-------- GIVEN ENTRIES --------

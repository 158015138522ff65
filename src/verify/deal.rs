//! C6: the deal verifier (§4.4). Replays each selecting player's sequence
//! of select/decrypt rows, resolves the terminal plaintext cards, and
//! enforces that every selected ciphertext is drawn from the shared
//! encrypted deck pool exactly once.
//!
//! Self-decryption semantics (§9 open question, resolved here): the
//! terminal entry of every sub-deal — whatever its kind — is finalized by
//! applying the *selecting player's own* final keypair to that entry's
//! cards. This subsumes the spec's explicit "(decrypt, decrypt) at the last
//! entry" case and extends uniformly to a sub-deal that ends on a select
//! (no intervening partial decryption) or on a single decrypt.

use std::collections::HashMap;

use futures::future::try_join_all;
use tracing::debug;

use crate::crypto::CryptoPrimitive;
use crate::domain::{Card, DealEntry, DealKind, Mapping, PlayerId, Transcript};
use crate::error::AnalyzerError;
use crate::multiset::{multiset_eq, multiset_remove};

#[derive(Default)]
pub struct DealOutcome {
    pub private_by_pid: HashMap<PlayerId, Vec<Card>>,
    pub public: Vec<Card>,
}

async fn decrypt_all(
    crypto: &dyn CryptoPrimitive,
    values: &[Mapping],
    keypair: &crate::domain::Keypair,
) -> Result<Vec<Mapping>, AnalyzerError> {
    try_join_all(values.iter().map(|v| crypto.decrypt(v, keypair))).await
}

fn resolve_cards(
    transcript: &Transcript,
    offender: &PlayerId,
    plaintexts: &[Mapping],
) -> Result<Vec<Card>, AnalyzerError> {
    plaintexts
        .iter()
        .map(|m| {
            transcript
                .registry
                .resolve(m)
                .cloned()
                .ok_or_else(|| AnalyzerError::NonMappingResult {
                    offender: offender.clone(),
                    value: m.clone(),
                })
        })
        .collect()
}

fn append_resolved(outcome: &mut DealOutcome, dealer_pid: &PlayerId, private: bool, cards: Vec<Card>) {
    if private {
        outcome
            .private_by_pid
            .entry(dealer_pid.clone())
            .or_default()
            .extend(cards);
    } else {
        outcome.public.extend(cards);
    }
}

/// Finalize a sub-deal's terminal entry by applying `dealer_pid`'s own final
/// keypair to `entry.cards`.
async fn finalize_self(
    transcript: &Transcript,
    crypto: &dyn CryptoPrimitive,
    dealer_pid: &PlayerId,
    entry: &DealEntry,
    outcome: &mut DealOutcome,
) -> Result<(), AnalyzerError> {
    let keychain = transcript.keychains.get(dealer_pid).ok_or_else(|| {
        AnalyzerError::Internal(format!("no keychain committed for {dealer_pid}"))
    })?;
    let keypair = keychain
        .last()
        .ok_or_else(|| AnalyzerError::Internal(format!("{dealer_pid} committed an empty keychain")))?;
    let plaintexts = decrypt_all(crypto, &entry.cards, keypair).await?;
    let cards = resolve_cards(transcript, dealer_pid, &plaintexts)?;
    append_resolved(outcome, dealer_pid, entry.private, cards);
    Ok(())
}

/// Verify one selecting player's deal list against the shared `pool`.
async fn verify_deal_list(
    transcript: &Transcript,
    crypto: &dyn CryptoPrimitive,
    dealer_pid: &PlayerId,
    entries: &[DealEntry],
    pool: &mut Vec<Mapping>,
    outcome: &mut DealOutcome,
) -> Result<(), AnalyzerError> {
    if entries.is_empty() {
        return Ok(());
    }

    let mut previous_kind = DealKind::Select; // sentinel: "awaiting a select"
    let mut previous_entry: Option<&DealEntry> = None;

    for (i, entry) in entries.iter().enumerate() {
        match (previous_kind, entry.kind) {
            (DealKind::Select, DealKind::Select) if i == 0 => {
                if !multiset_remove(pool, &entry.cards) {
                    return Err(AnalyzerError::SelectDuplicate {
                        offender: entry.from_pid.clone(),
                        dealer: dealer_pid.clone(),
                    });
                }
            }
            (DealKind::Select, DealKind::Select) => {
                return Err(AnalyzerError::ProtocolSequence {
                    dealer: dealer_pid.clone(),
                });
            }
            (DealKind::Select, DealKind::Decrypt) => {
                // Decryption chain begins; nothing to check until the next
                // transition (or the post-loop finalize if this is the
                // last entry).
            }
            (DealKind::Decrypt, DealKind::Select) => {
                // The prior sub-deal's penultimate decrypt is finalized by
                // the selecting player's own key before the new sub-deal's
                // select removes its cards from the pool.
                let prior = previous_entry.expect("decrypt implies a previous entry");
                finalize_self(transcript, crypto, dealer_pid, prior, outcome).await?;

                if !multiset_remove(pool, &entry.cards) {
                    return Err(AnalyzerError::SelectDuplicate {
                        offender: entry.from_pid.clone(),
                        dealer: dealer_pid.clone(),
                    });
                }
            }
            (DealKind::Decrypt, DealKind::Decrypt) => {
                let prior = previous_entry.expect("decrypt implies a previous entry");
                let sender_keychain = transcript.keychains.get(&entry.from_pid).ok_or_else(|| {
                    AnalyzerError::Internal(format!("no keychain committed for {}", entry.from_pid))
                })?;
                let sender_keypair = sender_keychain.last().ok_or_else(|| {
                    AnalyzerError::Internal(format!("{} committed an empty keychain", entry.from_pid))
                })?;
                let computed = decrypt_all(crypto, &prior.cards, sender_keypair).await?;
                if !multiset_eq(&computed, &entry.cards) {
                    return Err(AnalyzerError::IntermediateDecryptMismatch {
                        offender: entry.from_pid.clone(),
                        round: i,
                    });
                }
            }
        }
        previous_kind = entry.kind;
        previous_entry = Some(entry);
    }

    // The final sub-deal's terminal entry, whatever its kind, is finalized
    // by the selecting player's own key (see module doc).
    let last = previous_entry.expect("checked non-empty above");
    finalize_self(transcript, crypto, dealer_pid, last, outcome).await?;

    debug!(target: "poker_auditor::verify::deal", dealer = %dealer_pid, entries = entries.len(), "deal list verified");
    Ok(())
}

/// Verify every selecting player's deal list against `encrypted_deck_pool`
/// (the output of C5). Dealers are independent and may be processed in any
/// order; this walks them in the transcript's insertion order for
/// determinism.
pub async fn verify_deals(
    transcript: &Transcript,
    crypto: &dyn CryptoPrimitive,
    encrypted_deck_pool: Vec<Mapping>,
) -> Result<DealOutcome, AnalyzerError> {
    let mut pool = encrypted_deck_pool;
    let mut outcome = DealOutcome::default();

    for (dealer_pid, entries) in transcript.deals.iter() {
        verify_deal_list(transcript, crypto, dealer_pid, entries, &mut pool, &mut outcome).await?;
    }

    Ok(outcome)
}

--------

EXERCISE AIM
The full listing should be reproduced exactly.

ANSWER BELOW
repository 158015138522ff65
filename src/verify/deal.rs
//! C6: the deal verifier (§4.4). Replays each selecting player's sequence
//! of select/decrypt rows, resolves the terminal plaintext cards, and
//! enforces that every selected ciphertext is drawn from the shared
//! encrypted deck pool exactly once.
//!
//! Self-decryption semantics (§9 open question, resolved here): the
//! terminal entry of every sub-deal — whatever its kind — is finalized by
//! applying the *selecting player's own* final keypair to that entry's
//! cards. This subsumes the spec's explicit "(decrypt, decrypt) at the last
//! entry" case and extends uniformly to a sub-deal that ends on a select
//! (no intervening partial decryption) or on a single decrypt.

use std::collections::HashMap;

use futures::future::try_join_all;
use tracing::debug;

use crate::crypto::CryptoPrimitive;
use crate::domain::{Card, DealEntry, DealKind, Mapping, PlayerId, Transcript};
use crate::error::AnalyzerError;
use crate::multiset::{multiset_eq, multiset_remove};

#[derive(Default)]
pub struct DealOutcome {
    pub private_by_pid: HashMap<PlayerId, Vec<Card>>,
    pub public: Vec<Card>,
}

async fn decrypt_all(
    crypto: &dyn CryptoPrimitive,
    values: &[Mapping],
    keypair: &crate::domain::Keypair,
) -> Result<Vec<Mapping>, AnalyzerError> {
    try_join_all(values.iter().map(|v| crypto.decrypt(v, keypair))).await
}

fn resolve_cards(
    transcript: &Transcript,
    offender: &PlayerId,
    plaintexts: &[Mapping],
) -> Result<Vec<Card>, AnalyzerError> {
    plaintexts
        .iter()
        .map(|m| {
            transcript
                .registry
                .resolve(m)
                .cloned()
                .ok_or_else(|| AnalyzerError::NonMappingResult {
                    offender: offender.clone(),
                    value: m.clone(),
                })
        })
        .collect()
}

fn append_resolved(outcome: &mut DealOutcome, dealer_pid: &PlayerId, private: bool, cards: Vec<Card>) {
    if private {
        outcome
            .private_by_pid
            .entry(dealer_pid.clone())
            .or_default()
            .extend(cards);
    } else {
        outcome.public.extend(cards);
    }
}

/// Finalize a sub-deal's terminal entry by applying `dealer_pid`'s own final
/// keypair to `entry.cards`.
async fn finalize_self(
    transcript: &Transcript,
    crypto: &dyn CryptoPrimitive,
    dealer_pid: &PlayerId,
    entry: &DealEntry,
    outcome: &mut DealOutcome,
) -> Result<(), AnalyzerError> {
    let keychain = transcript.keychains.get(dealer_pid).ok_or_else(|| {
        AnalyzerError::Internal(format!("no keychain committed for {dealer_pid}"))
    })?;
    let keypair = keychain
        .last()
        .ok_or_else(|| AnalyzerError::Internal(format!("{dealer_pid} committed an empty keychain")))?;
    let plaintexts = decrypt_all(crypto, &entry.cards, keypair).await?;
    let cards = resolve_cards(transcript, dealer_pid, &plaintexts)?;
    append_resolved(outcome, dealer_pid, entry.private, cards);
    Ok(())
}

/// Verify one selecting player's deal list against the shared `pool`.
async fn verify_deal_list(
    transcript: &Transcript,
    crypto: &dyn CryptoPrimitive,
    dealer_pid: &PlayerId,
    entries: &[DealEntry],
    pool: &mut Vec<Mapping>,
    outcome: &mut DealOutcome,
) -> Result<(), AnalyzerError> {
    if entries.is_empty() {
        return Ok(());
    }

    let mut previous_kind = DealKind::Select; // sentinel: "awaiting a select"
    let mut previous_entry: Option<&DealEntry> = None;

    for (i, entry) in entries.iter().enumerate() {
        match (previous_kind, entry.kind) {
            (DealKind::Select, DealKind::Select) if i == 0 => {
                if !multiset_remove(pool, &entry.cards) {
                    return Err(AnalyzerError::SelectDuplicate {
                        offender: entry.from_pid.clone(),
                        dealer: dealer_pid.clone(),
                    });
                }
            }
            (DealKind::Select, DealKind::Select) => {
                return Err(AnalyzerError::ProtocolSequence {
                    dealer: dealer_pid.clone(),
                });
            }
            (DealKind::Select, DealKind::Decrypt) => {
                // Decryption chain begins; nothing to check until the next
                // transition (or the post-loop finalize if this is the
                // last entry).
            }
            (DealKind::Decrypt, DealKind::Select) => {
                // The prior sub-deal's penultimate decrypt is finalized by
                // the selecting player's own key before the new sub-deal's
                // select removes its cards from the pool.
                let prior = previous_entry.expect("decrypt implies a previous entry");
                finalize_self(transcript, crypto, dealer_pid, prior, outcome).await?;

                if !multiset_remove(pool, &entry.cards) {
                    return Err(AnalyzerError::SelectDuplicate {
                        offender: entry.from_pid.clone(),
                        dealer: dealer_pid.clone(),
                    });
                }
            }
            (DealKind::Decrypt, DealKind::Decrypt) => {
                let prior = previous_entry.expect("decrypt implies a previous entry");
                let sender_keychain = transcript.keychains.get(&entry.from_pid).ok_or_else(|| {
                    AnalyzerError::Internal(format!("no keychain committed for {}", entry.from_pid))
                })?;
                let sender_keypair = sender_keychain.last().ok_or_else(|| {
                    AnalyzerError::Internal(format!("{} committed an empty keychain", entry.from_pid))
                })?;
                let computed = decrypt_all(crypto, &prior.cards, sender_keypair).await?;
                if !multiset_eq(&computed, &entry.cards) {
                    return Err(AnalyzerError::IntermediateDecryptMismatch {
                        offender: entry.from_pid.clone(),
                        round: i,
                    });
                }
            }
        }
        previous_kind = entry.kind;
        previous_entry = Some(entry);
    }

    // The final sub-deal's terminal entry, whatever its kind, is finalized
    // by the selecting player's own key (see module doc).
    let last = previous_entry.expect("checked non-empty above");
    finalize_self(transcript, crypto, dealer_pid, last, outcome).await?;

    debug!(target: "poker_auditor::verify::deal", dealer = %dealer_pid, entries = entries.len(), "deal list verified");
    Ok(())
}

/// Verify every selecting player's deal list against `encrypted_deck_pool`
/// (the output of C5). Dealers are independent and may be processed in any
/// order; this walks them in the transcript's insertion order for
/// determinism.
pub async fn verify_deals(
    transcript: &Transcript,
    crypto: &dyn CryptoPrimitive,
    encrypted_deck_pool: Vec<Mapping>,
) -> Result<DealOutcome, AnalyzerError> {
    let mut pool = encrypted_deck_pool;
    let mut outcome = DealOutcome::default();

    for (dealer_pid, entries) in transcript.deals.iter() {
        verify_deal_list(transcript, crypto, dealer_pid, entries, &mut pool, &mut outcome).await?;
    }

    Ok(outcome)
}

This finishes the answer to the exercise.